By Hina Kiyani
ISLAMABAD: The Speakers at a seminar on the psychological impacts of climate change on women underscored that women received four times more impacts of a heatwave than males increased climate anxiety among women, a serious issue affecting their health post disasters, and needs attention of the policymakers.
The Sustainable Development Policy Institute (SDPI) organised a seminar titled “Climate Anxiety and its Impact on Women: Addressing the Silent Crisis” that provided an open platform for women hailing from different fields and backgrounds to share their insights on the study done on climate anxiety prevalence in Pakistan.
Dr Shafqat Munir, Deputy Executive Director, SDPI said that climate anxiety in the context of women showed that she faced anxiety twice once during her suffering and the other if her family member was impacted by any disaster. In urban areas, women are facing climate anxiety but in rural areas and others where women have no voice, no idea of climate anxiety that needs to be probed and further studied to bring tangible outcomes for enhancing women’s resilience, he added.
Dr Shafqat mentioned that the study would serve as a baseline data for further rollout of the research in the rural areas. Zainab Naeem, Associate Research Fellow SDPI while presenting the key study findings said that the country in 2020 realized that the region was facing the highest temperatures as compared to the preceding years. However, recent projections indicate that the rising temperature might cross human bearable thresholds in the long run. “Climate Change has increased heatwave and floods’ intensity with extreme prevalence of anxiety disorders that directly linked mental disorders to climate change. In 2019, mental disorders affected 301 million people around the globe,” she said. Women, youngsters, and children from impoverished communities were more prone to bear the impacts of climate disasters, whereas people with mental illness were three times more prone to risk of death than people without mental illness, she added.
“One percent increase in suicides with an approximate one-degree increase in temperature above local ambient threshold revealed that hotter cities were more violent than cooler cities,” Zainab said.
Zainab Naeem said that the objective of the study was to assess the linkage of climate change with mental health of the masses and for that an online survey was done that received 500 responses. However, the respondents hailed from different occupations comprising 65% females and 35% males from age cohorts expanding from 18 to 60 years.
“38.3% of the respondents claimed that heat almost directly impacted them, whereas 43.3% got psychological symptoms post extreme climate events. 91.5% of them read or watch climate news regularly,” she said.
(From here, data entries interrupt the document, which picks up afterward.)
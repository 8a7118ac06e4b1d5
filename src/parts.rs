//! Split representation of a save: one header blob plus one blob per part.
//!
//! The header blob is named [`HEADER_FILE_NAME`]; part `i` is named `P{i}P`.
//! Parts are ordered by the number embedded in the name, never by the name
//! itself (`P10P` sorts before `P2P` lexically).

use std::collections::BTreeMap;
use std::fs;
use std::io;
use std::path::Path;
use tracing::debug;

use crate::error::SaveError;
use crate::save::SaveContainer;

pub const HEADER_FILE_NAME: &str = "BETHESDAPFH";

pub fn part_file_name(index: usize) -> String {
    format!("P{index}P")
}

/// Index embedded in a part file name, or `None` if `name` is not one.
pub fn parse_part_index(name: &str) -> Option<u32> {
    let digits = name.strip_prefix('P')?.strip_suffix('P')?;
    if digits.is_empty() || !digits.bytes().all(|b| b.is_ascii_digit()) {
        return None;
    }
    digits.parse().ok()
}

#[derive(Debug, Clone, Default, PartialEq, Eq)]
pub struct SaveParts {
    /// Header, part length table and table filler.
    pub header: Vec<u8>,
    /// Unpadded part payloads in index order.
    pub parts:  Vec<Vec<u8>>,
}

impl SaveParts {
    /// Collect named blobs given in any order. Names that are neither the
    /// header nor a part are skipped.
    pub fn from_named<I, N, B>(entries: I) -> Result<Self, SaveError>
    where
        I: IntoIterator<Item = (N, B)>,
        N: AsRef<str>,
        B: Into<Vec<u8>>,
    {
        let mut header: Option<Vec<u8>> = None;
        let mut indexed: BTreeMap<u32, Vec<u8>> = BTreeMap::new();
        for (name, data) in entries {
            let name = name.as_ref();
            if name == HEADER_FILE_NAME {
                header = Some(data.into());
            } else if let Some(index) = parse_part_index(name) {
                if indexed.insert(index, data.into()).is_some() {
                    return Err(SaveError::DuplicatePart(index));
                }
            } else {
                debug!(name, "skipping unrelated blob");
            }
        }

        let header = header.ok_or(SaveError::MissingHeader)?;
        let mut parts = Vec::with_capacity(indexed.len());
        for (expected, (index, data)) in indexed.into_iter().enumerate() {
            if index as usize != expected {
                return Err(SaveError::MissingPart(expected as u32));
            }
            parts.push(data);
        }
        Ok(Self { header, parts })
    }

    /// Header first, then parts in index order.
    pub fn files(&self) -> impl Iterator<Item = (String, &[u8])> + '_ {
        std::iter::once((HEADER_FILE_NAME.to_owned(), self.header.as_slice()))
            .chain(self.parts.iter().enumerate().map(|(i, p)| (part_file_name(i), p.as_slice())))
    }

    pub fn read_dir<P: AsRef<Path>>(path: P) -> Result<Self, SaveError> {
        let mut entries = Vec::new();
        for entry in fs::read_dir(path)? {
            let entry = entry?;
            if !entry.file_type()?.is_file() {
                continue;
            }
            let Some(name) = entry.file_name().to_str().map(str::to_owned) else {
                continue;
            };
            if name == HEADER_FILE_NAME || parse_part_index(&name).is_some() {
                let data = fs::read(entry.path())?;
                entries.push((name, data));
            }
        }
        Self::from_named(entries)
    }

    /// Write every blob into `path`, creating it if necessary. Part files
    /// left over from a previous, longer save are removed.
    pub fn write_dir<P: AsRef<Path>>(&self, path: P) -> io::Result<()> {
        let path = path.as_ref();
        fs::create_dir_all(path)?;
        for entry in fs::read_dir(path)? {
            let entry = entry?;
            let stale = entry
                .file_name()
                .to_str()
                .and_then(parse_part_index)
                .is_some_and(|index| index as usize >= self.parts.len());
            if stale && entry.file_type()?.is_file() {
                fs::remove_file(entry.path())?;
            }
        }
        for (name, data) in self.files() {
            fs::write(path.join(name), data)?;
        }
        Ok(())
    }

    pub fn decode(&self) -> Result<SaveContainer, SaveError> {
        SaveContainer::decode_from_parts(&self.header, &self.parts)
    }
}

#[cfg(test)]
mod tests {
    use super::*;

    #[test]
    fn part_names() {
        assert_eq!(part_file_name(0), "P0P");
        assert_eq!(part_file_name(12), "P12P");
        assert_eq!(parse_part_index("P0P"), Some(0));
        assert_eq!(parse_part_index("P12P"), Some(12));
        assert_eq!(parse_part_index("PP"), None);
        assert_eq!(parse_part_index("P"), None);
        assert_eq!(parse_part_index("P+1P"), None);
        assert_eq!(parse_part_index("P1"), None);
        assert_eq!(parse_part_index(HEADER_FILE_NAME), None);
    }

    #[test]
    fn numeric_not_lexical_order() {
        let mut names: Vec<String> = (0..12).map(part_file_name).collect();
        names.sort();
        assert_eq!(names[1], "P10P");

        let entries = names
            .iter()
            .rev()
            .map(|n| (n.clone(), vec![parse_part_index(n).unwrap() as u8]))
            .chain(std::iter::once((HEADER_FILE_NAME.to_owned(), b"hdr".to_vec())));
        let split = SaveParts::from_named(entries).unwrap();
        let order: Vec<u8> = split.parts.iter().map(|p| p[0]).collect();
        assert_eq!(order, (0u8..12).collect::<Vec<_>>());
    }

    #[test]
    fn missing_entries() {
        let err = SaveParts::from_named([("P0P", b"a".to_vec())]).unwrap_err();
        assert!(matches!(err, SaveError::MissingHeader));

        let err = SaveParts::from_named([
            (HEADER_FILE_NAME, b"h".to_vec()),
            ("P0P", b"a".to_vec()),
            ("P2P", b"c".to_vec()),
        ])
        .unwrap_err();
        assert!(matches!(err, SaveError::MissingPart(1)));
    }

    #[test]
    fn duplicate_index_is_rejected() {
        let err = SaveParts::from_named([
            (HEADER_FILE_NAME, b"h".to_vec()),
            ("P1P", b"a".to_vec()),
            ("P01P", b"b".to_vec()),
        ])
        .unwrap_err();
        assert!(matches!(err, SaveError::DuplicatePart(1)));
    }

    #[test]
    fn unrelated_names_are_skipped() {
        let split = SaveParts::from_named([
            ("container.index", b"x".to_vec()),
            (HEADER_FILE_NAME, b"h".to_vec()),
            ("P0P", b"a".to_vec()),
        ])
        .unwrap();
        assert_eq!(split.parts, vec![b"a".to_vec()]);
    }
}
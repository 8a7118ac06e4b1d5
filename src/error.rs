use std::io;
use thiserror::Error;

#[derive(Error, Debug)]
pub enum SaveError {
    #[error("Invalid magic number: {0:#010x}")]
    BadMagic(u32),
    #[error("Unsupported version: {0}")]
    UnsupportedVersion(u32),
    #[error("Invalid part table offset: {0:#x}")]
    BadTableOffset(u64),
    #[error("Part table end {table_end:#x} lies before the end of the length table ({position:#x})")]
    BadTableEnd { table_end: i64, position: u64 },
    #[error("Invalid part size {part_size} for total save size {total_save_size}")]
    InvalidPartSize { part_size: u64, total_save_size: u64 },
    #[error("Part {0} appears more than once")]
    DuplicatePart(u32),
    #[error("Truncated input: {what} needs {needed} bytes at offset {offset:#x}, {available} available")]
    Truncated { what: &'static str, offset: u64, needed: u64, available: u64 },
    #[error("Header file is missing")]
    MissingHeader,
    #[error("Part file {0} is missing")]
    MissingPart(u32),
    #[error("Header expects {expected} parts, container holds {actual}")]
    PartCountMismatch { expected: u64, actual: usize },
    #[error("Part {index} is {len} bytes, larger than a table entry can describe")]
    PartTooLarge { index: usize, len: usize },
    #[error("Part table for {part_count} parts does not fit the header")]
    TableTooLarge { part_count: usize },
    #[error("IO error: {0}")]
    Io(#[from] io::Error),
}

/// Coarse classification of a [`SaveError`].
#[derive(Debug, Clone, Copy, PartialEq, Eq)]
pub enum ErrorKind {
    /// Structural violation in the header or part table.
    CorruptFormat,
    /// A length field asks for more bytes than the input holds.
    TruncatedInput,
    /// Directory-mode input lacks the header blob or an indexed part.
    MissingHeaderOrPart,
    /// The in-memory container cannot be encoded as-is.
    InvalidContainer,
    Io,
}

impl SaveError {
    pub fn kind(&self) -> ErrorKind {
        match self {
            SaveError::BadMagic(_)
            | SaveError::UnsupportedVersion(_)
            | SaveError::BadTableOffset(_)
            | SaveError::BadTableEnd { .. }
            | SaveError::InvalidPartSize { .. }
            | SaveError::DuplicatePart(_)          => ErrorKind::CorruptFormat,
            SaveError::Truncated { .. }            => ErrorKind::TruncatedInput,
            SaveError::MissingHeader
            | SaveError::MissingPart(_)            => ErrorKind::MissingHeaderOrPart,
            SaveError::PartCountMismatch { .. }
            | SaveError::PartTooLarge { .. }
            | SaveError::TableTooLarge { .. }      => ErrorKind::InvalidContainer,
            SaveError::Io(_)                       => ErrorKind::Io,
        }
    }
}
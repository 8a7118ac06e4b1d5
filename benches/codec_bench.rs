use criterion::{black_box, criterion_group, criterion_main, Criterion};
use sfsave::{SaveContainer, SaveHeader};

fn sample_save() -> SaveContainer {
    let part_size = 0x40000u64;
    let parts: Vec<Vec<u8>> = (0..16u8).map(|i| vec![i; part_size as usize - 7]).collect();
    let header = SaveHeader::new(parts.len() as u64 * part_size, part_size);
    SaveContainer::new(header, parts)
}

fn bench_encode(c: &mut Criterion) {
    let save = sample_save();

    c.bench_function("encode_packed_4mb", |b| b.iter(|| black_box(&save).encode_packed().unwrap()));
    c.bench_function("encode_to_parts_4mb", |b| b.iter(|| black_box(&save).encode_to_parts().unwrap()));
}

fn bench_decode(c: &mut Criterion) {
    let save = sample_save();
    let packed = save.encode_packed().unwrap();
    let split = save.encode_to_parts().unwrap();

    c.bench_function("decode_packed_4mb", |b| {
        b.iter(|| SaveContainer::decode_packed(black_box(&packed)).unwrap())
    });
    c.bench_function("decode_from_parts_4mb", |b| {
        b.iter(|| SaveContainer::decode_from_parts(black_box(&split.header), black_box(&split.parts)).unwrap())
    });
}

criterion_group!(benches, bench_encode, bench_decode);
criterion_main!(benches);
use proptest::prelude::*;
use sfsave::pad::{filler, pad16};
use sfsave::parts::{part_file_name, SaveParts, HEADER_FILE_NAME};
use sfsave::{SaveContainer, SaveHeader};

fn arb_save() -> impl Strategy<Value = SaveContainer> {
    (1u64..64, prop::collection::vec(prop::collection::vec(any::<u8>(), 0..80), 0..20), any::<u64>(), any::<u32>())
        .prop_map(|(part_size, parts, unknown, flags)| {
            // the last part may be short, so total rounds up to the same count
            let total = match parts.len() as u64 {
                0 => 0,
                n => (n - 1) * part_size + 1,
            };
            let header = SaveHeader { unknown, flags, ..SaveHeader::new(total, part_size) };
            SaveContainer::new(header, parts)
        })
}

/// A split save alongside its named blobs in a random order.
fn arb_shuffled_entries() -> impl Strategy<Value = (SaveParts, Vec<(String, Vec<u8>)>)> {
    arb_save().prop_flat_map(|save| {
        let split = save.encode_to_parts().unwrap();
        let mut entries: Vec<(String, Vec<u8>)> = split
            .parts
            .iter()
            .enumerate()
            .map(|(i, p)| (part_file_name(i), p.clone()))
            .collect();
        entries.push((HEADER_FILE_NAME.to_owned(), split.header.clone()));
        (Just(split), Just(entries).prop_shuffle())
    })
}

proptest! {
    #[test]
    fn pad16_properties(n in 0u64..(u64::MAX - 16)) {
        let p = pad16(n).unwrap();
        prop_assert_eq!(pad16(p), Some(p));
        prop_assert!(p - n <= 15);
        prop_assert_eq!(p % 16, 0);
    }

    #[test]
    fn filler_length(len in 0usize..4096) {
        prop_assert_eq!((len + filler(len).len()) % 16, 0);
    }

    #[test]
    fn packed_roundtrip(save in arb_save()) {
        let bytes = save.encode_packed().unwrap();
        prop_assert_eq!(bytes.len() % 16, 0);

        let decoded = SaveContainer::decode_packed(&bytes).unwrap();
        prop_assert_eq!(decoded.header, save.aligned_header().unwrap());
        prop_assert_eq!(decoded.header.part_table_end % 16, 0);
        prop_assert_eq!(&decoded.parts, &save.parts);
    }

    #[test]
    fn split_roundtrip(save in arb_save()) {
        let split = save.encode_to_parts().unwrap();
        let decoded = split.decode().unwrap();
        prop_assert_eq!(decoded.header, save.aligned_header().unwrap());
        prop_assert_eq!(&decoded.parts, &save.parts);
    }

    #[test]
    fn split_order_is_numeric((split, entries) in arb_shuffled_entries()) {
        let rebuilt = SaveParts::from_named(entries).unwrap();
        prop_assert_eq!(rebuilt, split);
    }
}
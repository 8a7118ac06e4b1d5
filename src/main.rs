use clap::{Parser, Subcommand};
use sfsave::convert::{export_save, import_save, list_saves, ConvertOptions, DEFAULT_CONTAINER_PREFIX};
use sfsave::parts::part_file_name;
use sfsave::store::DirStore;
use sfsave::SaveContainer;
use std::path::PathBuf;

#[derive(Parser)]
#[command(name = "sfsave", about = "Convert saves between the packed and split container layouts")]
struct Cli {
    /// Log decoding details
    #[arg(short, long, global = true)]
    verbose: bool,
    #[command(subcommand)]
    command: Commands,
}

#[derive(Subcommand)]
enum Commands {
    /// Show header fields and the part table of a packed save
    Info {
        input: PathBuf,
        /// Print the header as JSON
        #[arg(long)]
        json: bool,
    },
    /// Split a packed save into a header file and one file per part
    Unpack {
        input: PathBuf,
        #[arg(short = 'C', long, default_value = ".")]
        output_dir: PathBuf,
    },
    /// Rebuild a packed save from a split directory
    Pack {
        input: PathBuf,
        #[arg(short, long)]
        output: PathBuf,
    },
    /// List saves held by a store
    List {
        #[arg(long)]
        store: PathBuf,
        #[arg(long, default_value = DEFAULT_CONTAINER_PREFIX)]
        prefix: String,
    },
    /// Copy a packed save into a store container
    Export {
        input: PathBuf,
        #[arg(long)]
        store: PathBuf,
        /// Save name inside the store (defaults to the input file name)
        #[arg(short, long)]
        name: Option<String>,
        #[arg(long, default_value = DEFAULT_CONTAINER_PREFIX)]
        prefix: String,
    },
    /// Rebuild a packed save from a store container
    Import {
        name: String,
        #[arg(long)]
        store: PathBuf,
        #[arg(short, long)]
        output: PathBuf,
        #[arg(long, default_value = DEFAULT_CONTAINER_PREFIX)]
        prefix: String,
    },
}

fn main() -> Result<(), Box<dyn std::error::Error>> {
    let cli = Cli::parse();
    init_logging(cli.verbose);

    match cli.command {

        // ── Info ─────────────────────────────────────────────────────────────
        Commands::Info { input, json } => {
            let bytes = std::fs::read(&input)?;
            let (save, diag) = SaveContainer::decode_packed_with_diagnostics(&bytes)?;
            if json {
                println!("{}", serde_json::to_string_pretty(&save.header)?);
                return Ok(());
            }
            let h = &save.header;
            println!("── Save ─────────────────────────────────────────────────");
            println!("  Path             {}", input.display());
            println!("  Version          {}", h.version);
            println!("  Total save size  {} B", h.total_save_size);
            println!("  Payload          {} B", save.total_payload_len());
            println!("  Part size        {} B", h.part_size);
            println!("  Part table end   {:#x}", h.part_table_end);
            println!("  Flags            {:#010x}", h.flags);
            println!("  Compression      {}", h.save_compression_type);
            println!("  Unknown          {:#x} {:#x} {:#x}", h.unknown, h.unknown2, h.unknown4);
            println!("  Trailing bytes   {}", diag.trailing_bytes);
            println!("  Parts ({}):", save.part_count());
            for (i, part) in save.parts.iter().enumerate() {
                let hash = blake3::hash(part);
                println!("    {:<8} {:>12}  {}", part_file_name(i), part.len(), hex::encode(&hash.as_bytes()[..6]));
            }
        }

        // ── Unpack ───────────────────────────────────────────────────────────
        Commands::Unpack { input, output_dir } => {
            let save = SaveContainer::load_from_file(&input)?;
            save.save_to_directory(&output_dir)?;
            println!("Unpacked {} part(s) to: {}", save.part_count(), output_dir.display());
        }

        // ── Pack ─────────────────────────────────────────────────────────────
        Commands::Pack { input, output } => {
            let save = SaveContainer::load_from_directory(&input)?;
            save.save_to_file(&output)?;
            println!("Created: {}", output.display());
        }

        // ── List ─────────────────────────────────────────────────────────────
        Commands::List { store, prefix } => {
            let store = DirStore::open(&store)?;
            let opts = ConvertOptions { container_prefix: prefix };
            for name in list_saves(&store, &opts)? {
                println!("{name}");
            }
        }

        // ── Export ───────────────────────────────────────────────────────────
        Commands::Export { input, store, name, prefix } => {
            let name = match name {
                Some(n) => n,
                None => input
                    .file_name()
                    .map(|n| n.to_string_lossy().into_owned())
                    .ok_or("input has no file name; pass --name")?,
            };
            let save = SaveContainer::load_from_file(&input)?;
            let mut store = DirStore::open(&store)?;
            let opts = ConvertOptions { container_prefix: prefix };
            let summary = export_save(&mut store, &name, &save, &opts)?;
            println!("Exported to {} ({} added, {} updated)", summary.container, summary.added, summary.updated);
        }

        // ── Import ───────────────────────────────────────────────────────────
        Commands::Import { name, store, output, prefix } => {
            let mut store = DirStore::open(&store)?;
            let opts = ConvertOptions { container_prefix: prefix };
            let save = import_save(&mut store, &name, &opts)?;
            save.save_to_file(&output)?;
            println!("Created: {}", output.display());
        }
    }

    Ok(())
}

// ── helpers ──────────────────────────────────────────────────────────────────

fn init_logging(verbose: bool) {
    let level = if verbose { tracing::Level::DEBUG } else { tracing::Level::INFO };
    tracing_subscriber::fmt()
        .with_max_level(level)
        .with_writer(std::io::stderr)
        .init();
}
Humaira Jahanzeb, Team Lead at the Living Indus Initiative said the study shared useful findings and recommendations that should be shared with the policymakers, relevant ministries, and departments for effective interventions.
“We cannot ignore the impacts of climate change on people whether they are in rural or urban centers. Food insecurity, employment opportunities, and health crisis in the aftermath of climate change are interlinked and demand stakeholder engagement,” she added.
Zofeen Ebrahim, Environmentalist and Journalist said that Karachi has over 60% population living in an informal setup and women there are uneducated with poor access to the internet and have much stress in their lives.
Halima Khan, Head of Corporate Affairs, Energy Update said there was a need for awareness and education on mental health impacts of climate change which needs to be shared with the government authorities for proper policymaking.
Aftab Alam Khan, an international development consultant said interaction with women from different strata of society indicates challenges and problems faced by them amid the climate crisis whereas role of individuals at different levels in society was imperative to educate women on the health impacts of climate change.
Climate Change is exacerbating other issues related to women during disasters whereas it was necessary to engage women from the most impacted regions in research and solution-finding endeavors.
Sidra Riaz, Lecturer at NUML said the methodology of the study can be improved on the South Asian context as most of the evidence on subject matter was from the global north and no information existed from South Asia.
Sher Shah Khan Bangash, Climate Activist said women in leadership roles for climate forums and policy-making reduces climate anxiety, and gender justice was important to be focused as underscored in the study.
“We need to work on training more women as climate advocates to better collect effective evidence and data on ground from vulnerable and impacted population cohorts,” he added.
Jeya Jaggi, Rights Activists said lack of data on gender pertaining to climate catastrophes in the region was bottleneck towards effective policy actions a most of the evidence was developed by non-native entities and individuals.
She added that inclusion of rural voices in the study was important as many climate catastrophes had lost their cultural identities which was a serious issue.